Dataset excerpts:

----------------

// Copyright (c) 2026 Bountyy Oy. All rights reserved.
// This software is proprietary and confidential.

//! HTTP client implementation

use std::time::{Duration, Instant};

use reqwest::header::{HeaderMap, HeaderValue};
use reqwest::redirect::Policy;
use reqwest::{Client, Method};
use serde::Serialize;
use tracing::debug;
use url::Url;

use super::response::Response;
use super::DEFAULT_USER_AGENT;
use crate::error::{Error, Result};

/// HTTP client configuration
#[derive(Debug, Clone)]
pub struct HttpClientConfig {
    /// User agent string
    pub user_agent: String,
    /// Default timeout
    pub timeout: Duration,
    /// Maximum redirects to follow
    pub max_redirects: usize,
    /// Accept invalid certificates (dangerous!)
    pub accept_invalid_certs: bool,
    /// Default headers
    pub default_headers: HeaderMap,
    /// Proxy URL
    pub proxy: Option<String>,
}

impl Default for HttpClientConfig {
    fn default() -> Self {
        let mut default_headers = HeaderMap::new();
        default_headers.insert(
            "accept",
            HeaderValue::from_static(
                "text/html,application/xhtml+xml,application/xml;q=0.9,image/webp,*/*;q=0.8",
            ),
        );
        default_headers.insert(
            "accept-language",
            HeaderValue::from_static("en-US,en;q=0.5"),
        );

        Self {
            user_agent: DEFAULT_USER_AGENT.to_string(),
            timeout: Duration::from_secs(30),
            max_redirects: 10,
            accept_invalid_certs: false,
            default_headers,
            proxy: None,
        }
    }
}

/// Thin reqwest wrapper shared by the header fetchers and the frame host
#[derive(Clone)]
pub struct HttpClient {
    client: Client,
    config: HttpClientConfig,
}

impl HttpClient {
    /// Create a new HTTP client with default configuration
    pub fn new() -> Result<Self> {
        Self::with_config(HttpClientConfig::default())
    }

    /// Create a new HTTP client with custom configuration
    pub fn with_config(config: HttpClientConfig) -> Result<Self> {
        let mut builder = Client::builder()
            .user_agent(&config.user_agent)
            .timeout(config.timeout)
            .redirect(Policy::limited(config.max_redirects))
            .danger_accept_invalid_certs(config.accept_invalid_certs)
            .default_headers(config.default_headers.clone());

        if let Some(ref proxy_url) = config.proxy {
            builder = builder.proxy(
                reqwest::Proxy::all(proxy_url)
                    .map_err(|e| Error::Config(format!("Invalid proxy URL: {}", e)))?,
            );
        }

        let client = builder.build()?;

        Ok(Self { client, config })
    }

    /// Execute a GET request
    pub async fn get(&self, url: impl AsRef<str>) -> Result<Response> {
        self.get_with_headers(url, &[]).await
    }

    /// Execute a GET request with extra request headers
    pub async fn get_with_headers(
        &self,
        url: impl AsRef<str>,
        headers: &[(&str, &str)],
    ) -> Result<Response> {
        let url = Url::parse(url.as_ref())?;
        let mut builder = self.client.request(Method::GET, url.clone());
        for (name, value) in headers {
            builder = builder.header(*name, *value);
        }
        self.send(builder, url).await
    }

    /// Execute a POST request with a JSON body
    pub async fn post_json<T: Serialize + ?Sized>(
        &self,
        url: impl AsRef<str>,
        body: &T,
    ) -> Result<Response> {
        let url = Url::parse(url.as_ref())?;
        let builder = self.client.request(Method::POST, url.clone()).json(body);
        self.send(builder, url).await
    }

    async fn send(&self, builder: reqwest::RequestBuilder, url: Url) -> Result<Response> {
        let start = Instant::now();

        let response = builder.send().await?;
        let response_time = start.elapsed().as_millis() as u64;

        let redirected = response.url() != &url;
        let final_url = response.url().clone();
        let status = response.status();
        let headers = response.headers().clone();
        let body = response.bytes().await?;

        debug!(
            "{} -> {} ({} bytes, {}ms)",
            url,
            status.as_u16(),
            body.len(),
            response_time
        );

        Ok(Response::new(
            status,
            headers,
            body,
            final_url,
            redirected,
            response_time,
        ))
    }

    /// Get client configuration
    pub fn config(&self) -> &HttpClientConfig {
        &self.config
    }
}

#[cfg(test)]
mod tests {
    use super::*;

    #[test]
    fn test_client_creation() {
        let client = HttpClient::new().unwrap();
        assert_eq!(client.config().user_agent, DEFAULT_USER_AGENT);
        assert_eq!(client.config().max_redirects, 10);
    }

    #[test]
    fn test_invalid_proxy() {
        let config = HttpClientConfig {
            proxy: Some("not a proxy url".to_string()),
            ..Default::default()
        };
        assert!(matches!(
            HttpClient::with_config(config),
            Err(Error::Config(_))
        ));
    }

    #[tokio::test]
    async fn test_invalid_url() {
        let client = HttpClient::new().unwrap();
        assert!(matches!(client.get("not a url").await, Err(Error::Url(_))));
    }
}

----------------

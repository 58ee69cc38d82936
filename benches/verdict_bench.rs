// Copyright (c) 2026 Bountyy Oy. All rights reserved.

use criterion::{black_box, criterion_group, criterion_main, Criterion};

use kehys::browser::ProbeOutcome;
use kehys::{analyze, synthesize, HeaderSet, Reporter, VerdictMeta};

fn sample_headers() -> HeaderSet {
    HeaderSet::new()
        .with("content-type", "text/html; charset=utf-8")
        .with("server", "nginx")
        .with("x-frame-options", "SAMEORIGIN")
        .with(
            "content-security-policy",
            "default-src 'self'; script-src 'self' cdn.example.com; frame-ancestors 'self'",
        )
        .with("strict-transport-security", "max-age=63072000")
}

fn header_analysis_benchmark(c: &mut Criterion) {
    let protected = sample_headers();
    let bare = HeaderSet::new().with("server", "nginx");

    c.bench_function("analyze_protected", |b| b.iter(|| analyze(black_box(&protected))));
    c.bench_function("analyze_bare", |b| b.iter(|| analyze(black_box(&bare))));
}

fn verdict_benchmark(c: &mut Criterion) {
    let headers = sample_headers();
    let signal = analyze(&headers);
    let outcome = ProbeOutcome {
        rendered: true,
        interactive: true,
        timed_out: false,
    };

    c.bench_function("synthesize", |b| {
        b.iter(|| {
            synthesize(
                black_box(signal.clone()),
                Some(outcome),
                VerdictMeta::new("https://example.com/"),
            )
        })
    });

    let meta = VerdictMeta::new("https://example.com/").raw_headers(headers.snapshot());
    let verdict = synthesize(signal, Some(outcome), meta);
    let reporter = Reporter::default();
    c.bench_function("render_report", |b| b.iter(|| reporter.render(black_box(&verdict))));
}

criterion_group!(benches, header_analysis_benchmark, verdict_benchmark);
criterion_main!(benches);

----------------

ASSIGNMENT: Would you copy, unchanged, the stretch of the records above that begins at the line containing "let start = Instant::now();" and ends at the line containing "let status = response.status();", and only that?

WRITTEN ANSWER:
        let start = Instant::now();

        let response = builder.send().await?;
        let response_time = start.elapsed().as_millis() as u64;

        let redirected = response.url() != &url;
        let final_url = response.url().clone();
        let status = response.status();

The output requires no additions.